Pheochromocytoma Clinical Presentation
- Author: Michael A Blake, MBBCh, MRCPI, FRCR; Chief Editor: George T Griffing, MD more...
History
The classic history of a patient with a pheochromocytoma includes spells characterized by headaches, palpitations, and diaphoresis in association with severe hypertension. These 4 characteristics together are strongly suggestive of a pheochromocytoma. In the absence of these 3 symptoms and hypertension, the diagnosis may be excluded. The spells may vary in occurrence from monthly to several times per day, and the duration may vary from seconds to hours. Typically, they worsen with time, occurring more frequently and becoming more severe as the tumor grows.
Symptoms include the following:
- Headache
- Diaphoresis
- Palpitations
- Tremor
- Nausea
- Weakness
- Anxiety, sense of doom
- Epigastric pain
- Flank pain
- Constipation
- Weight loss
Pheochromocytomas are known to occur in certain familial syndromes. These include multiple endocrine neoplasia (MEN) 2A and 2B, neurofibromatosis (von Recklinghausen disease), and von Hippel-Lindau (VHL) disease. The MEN 2A and 2B syndromes, which are autosomally inherited, have been traced to germline mutations in the ret proto-oncogene. The ret proto-oncogene, located on chromosome 10, encodes a tyrosine kinase receptor involved in the regulation of cell growth and differentiation. Pheochromocytomas occur bilaterally in the MEN syndromes in as many as 70% of cases.
MEN 2A (Sipple syndrome) is characterized by medullary thyroid carcinoma, hyperparathyroidism, pheochromocytomas, and Hirschsprung disease. Over 95% of cases of MEN 2A are associated with mutations in the ret proto-oncogene affecting 1 of 5 codons in exon 10 (codons 609, 611, 618, 620) or exon 11 (codon 634).
MEN 2B is characterized by medullary thyroid carcinoma, pheochromocytoma, mucosal neurofibromatosis, intestinal ganglioneuromatosis, Hirschsprung disease, and a marfanoid body habitus. A germline missense mutation in the tyrosine kinase domain of the ret proto-oncogene (exon 16, codon 918) has been reported to be present in 95% of patients with MEN 2B.
Novel mutations that cause hereditary pheochromocytoma have been identified in the MYC-associated factor X (MAX) gene. Loss of MAX function is correlated with metastatic potential.[8]
VHL disease is associated with pheochromocytoma, cerebellar hemangioblastoma, renal cell carcinoma, renal and pancreatic cysts, and epididymal cystadenomas. One study found that this syndrome was present in nearly 19% of patients with pheochromocytomas.[9] More than 75 germline mutations have been identified in a VHL suppressor gene located on chromosome 3.[10]

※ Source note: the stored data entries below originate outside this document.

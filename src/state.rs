use crate::color::CountryColors;
use crate::config::ChartConfig;
use crate::dashboard::DashboardView;
use crate::data::filter::Selection;
use crate::data::metric::Metric;
use crate::data::model::Table;

// ---------------------------------------------------------------------------
// Application state
// ---------------------------------------------------------------------------

/// The full UI state, independent of rendering.
#[derive(Default)]
pub struct AppState {
    /// Loaded table (None until user loads a file).
    pub table: Option<Table>,

    /// Countries and years currently selected.
    pub selection: Selection,

    /// Metric being visualised.
    pub metric: Metric,

    /// Derived charts and summary for the current selection (cached).
    pub view: Option<DashboardView>,

    /// Colour per country of the loaded table.
    pub colors: CountryColors,

    pub chart_config: ChartConfig,

    /// Error from the last load attempt, shown instead of the dashboard.
    pub status_message: Option<String>,
}

impl AppState {
    /// Ingest a newly loaded table and reset filters to their defaults.
    pub fn set_table(&mut self, table: Table) {
        self.selection = Selection::default_for(&table);
        self.colors = CountryColors::new(&table.countries);
        self.table = Some(table);
        self.status_message = None;
        self.recompute();
    }

    /// Drop the current table and remember why.
    pub fn set_load_error(&mut self, message: String) {
        self.table = None;
        self.view = None;
        self.selection = Selection::default();
        self.status_message = Some(message);
    }

    /// Rebuild the derived view from the table and current selection.
    pub fn recompute(&mut self) {
        self.view = self.table.as_ref().map(|table| {
            let view = DashboardView::build(table, &self.selection, self.metric, &self.chart_config);
            log::debug!(
                "Recomputed dashboard: {} of {} rows selected, metric {}",
                view.subset.len(),
                table.len(),
                self.metric.key()
            );
            if view.missing_values > 0 {
                log::warn!(
                    "{} selected row(s) have a non-numeric {} value",
                    view.missing_values,
                    self.metric.key()
                );
            }
            view
        });
    }

    pub fn set_metric(&mut self, metric: Metric) {
        if self.metric != metric {
            self.metric = metric;
            self.recompute();
        }
    }

    pub fn toggle_country(&mut self, country: &str) {
        self.selection.toggle_country(country);
        self.recompute();
    }

    pub fn toggle_year(&mut self, year: i64) {
        self.selection.toggle_year(year);
        self.recompute();
    }

    /// Select every country in option order.
    pub fn select_all_countries(&mut self) {
        if let Some(table) = &self.table {
            self.selection.countries = table.countries.clone();
            self.recompute();
        }
    }

    pub fn select_no_countries(&mut self) {
        self.selection.countries.clear();
        self.recompute();
    }

    /// Select every year, ascending.
    pub fn select_all_years(&mut self) {
        if let Some(table) = &self.table {
            self.selection.years = table.years.clone();
            self.recompute();
        }
    }

    pub fn select_no_years(&mut self) {
        self.selection.years.clear();
        self.recompute();
    }
}
use std::fmt;

use super::format_value;
use crate::data::metric::Metric;
use crate::data::model::Table;

/// "Which country leads in this year" sentence.
#[derive(Debug, Clone, PartialEq)]
pub struct SummaryLine {
    pub year: i64,
    pub country: String,
    pub value: f64,
    pub metric: Metric,
}

impl fmt::Display for SummaryLine {
    fn fmt(&self, f: &mut fmt::Formatter<'_>) -> fmt::Result {
        write!(
            f,
            "{} has the highest {} value in {}: {}.",
            self.country,
            self.metric.key(),
            self.year,
            format_value(self.value)
        )
    }
}

/// One line per selected year (selection order) that has a numeric value in
/// the working subset. `None` when the working subset is empty.
pub fn build(
    table: &Table,
    subset: &[usize],
    years: &[i64],
    metric: Metric,
) -> Option<Vec<SummaryLine>> {
    if subset.is_empty() {
        return None;
    }

    let lines = years
        .iter()
        .filter_map(|&year| {
            let mut best: Option<(&str, f64)> = None;
            for &idx in subset {
                let rec = &table.records[idx];
                if rec.year != year {
                    continue;
                }
                let Some(value) = metric.value_of(rec) else {
                    continue;
                };
                // Strict comparison: ties stay with the earlier row.
                if best.map_or(true, |(_, max)| value > max) {
                    best = Some((rec.country.as_str(), value));
                }
            }
            best.map(|(country, value)| SummaryLine {
                year,
                country: country.to_string(),
                value,
                metric,
            })
        })
        .collect();

    Some(lines)
}

#[cfg(test)]
mod tests {
    use pretty_assertions::assert_eq;

    use super::*;
    use crate::data::model::fixtures::{record, scenario_table};

    fn sentences(lines: &[SummaryLine]) -> Vec<String> {
        lines.iter().map(|l| l.to_string()).collect()
    }

    #[test]
    fn scenario_sentence() {
        let table = scenario_table();
        let lines = build(&table, &[1, 2], &[2022], Metric::ItSpecialists).unwrap();
        assert_eq!(
            sentences(&lines),
            vec!["Poland has the highest IT_Specialists value in 2022: 200."]
        );
    }

    #[test]
    fn empty_subset_hides_the_summary() {
        let table = scenario_table();
        assert_eq!(build(&table, &[], &[2022], Metric::ItSpecialists), None);
    }

    #[test]
    fn years_without_rows_are_skipped() {
        let table = scenario_table();
        let lines = build(&table, &[1, 2], &[2019, 2022, 2030], Metric::ItSpecialists).unwrap();
        assert_eq!(lines.len(), 1);
        assert_eq!(lines[0].year, 2022);
    }

    #[test]
    fn follows_selection_order() {
        let table = scenario_table();
        let lines = build(&table, &[0, 1, 2], &[2022, 2021], Metric::ItSpecialists).unwrap();
        let years: Vec<i64> = lines.iter().map(|l| l.year).collect();
        assert_eq!(years, vec![2022, 2021]);
        assert_eq!(lines[1].country, "Ukraine");
    }

    #[test]
    fn ties_go_to_the_first_row() {
        let table = Table::from_records(vec![
            record("Israel", 2020, "50"),
            record("India", 2020, "50"),
        ]);
        let lines = build(&table, &[0, 1], &[2020], Metric::ItSpecialists).unwrap();
        assert_eq!(lines[0].country, "Israel");
    }

    #[test]
    fn missing_values_never_win() {
        let table = Table::from_records(vec![
            record("India", 2020, "oops"),
            record("Israel", 2020, "12.5"),
            record("Poland", 2021, ""),
        ]);
        let lines = build(&table, &[0, 1, 2], &[2020, 2021], Metric::ItSpecialists).unwrap();
        assert_eq!(
            sentences(&lines),
            vec!["Israel has the highest IT_Specialists value in 2020: 12.5."]
        );
    }

    #[test]
    fn never_mentions_a_year_outside_the_subset() {
        let table = Table::from_records(vec![
            record("India", 2019, "1"),
            record("India", 2020, "2"),
            record("Israel", 2021, "3"),
        ]);
        let subset = [0, 2];
        let lines = build(&table, &subset, &[2019, 2020, 2021], Metric::ItSpecialists).unwrap();
        for line in &lines {
            assert!(subset.iter().any(|&i| table.records[i].year == line.year));
        }
        assert_eq!(lines.len(), 2);
    }
}
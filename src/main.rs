mod app;
mod color;
mod config;
mod dashboard;
mod data;
mod state;
mod ui;

use app::DashboardApp;
use config::WindowConfig;
use eframe::egui;

fn main() -> eframe::Result {
    env_logger::init();

    let window = WindowConfig::default();
    let options = eframe::NativeOptions {
        viewport: egui::ViewportBuilder::default()
            .with_inner_size(window.inner_size)
            .with_min_inner_size(window.min_inner_size)
            .with_drag_and_drop(true),
        ..Default::default()
    };

    eframe::run_native(
        window.title,
        options,
        Box::new(|_cc| Ok(Box::new(DashboardApp::default()))),
    )
}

Neurofibromatosis, or von Recklinghausen disease, is characterized by congenital anomalies (often benign tumors) of the skin, nervous system, bones, and endocrine glands. Only 1% of patients with neurofibromatosis have been found to have pheochromocytomas, but as many as 5% of patients with pheochromocytomas have been found to have neurofibromatosis.
Other neuroectodermal disorders associated with pheochromocytomas include tuberous sclerosis (Bourneville disease, epiloia) and Sturge-Weber syndrome.
Pheochromocytomas may produce calcitonin, opioid peptides, somatostatin, corticotropin, and vasoactive intestinal peptide. Corticotropin hypersecretion has caused Cushing syndrome, and vasoactive intestinal peptide overproduction causes watery diarrhea.
Physical Examination
Clinical signs associated with pheochromocytomas include the following:
- Hypertension (paroxysmal in 50% of cases)
- Postural hypotension (from volume contraction)
- Hypertensive retinopathy
- Weight loss
- Pallor
- Fever
- Tremor
- Neurofibromas
- Tachyarrhythmias
- Pulmonary edema
- Cardiomyopathy
- Ileus
- Café au lait spots
The above-mentioned café au lait spots are patches of cutaneous pigmentation that vary from 1-10 mm and can occur any place on the body. Characteristic locations include the axillae and intertriginous areas (groin). The name refers to the color of the lesions, which varies from light to dark brown.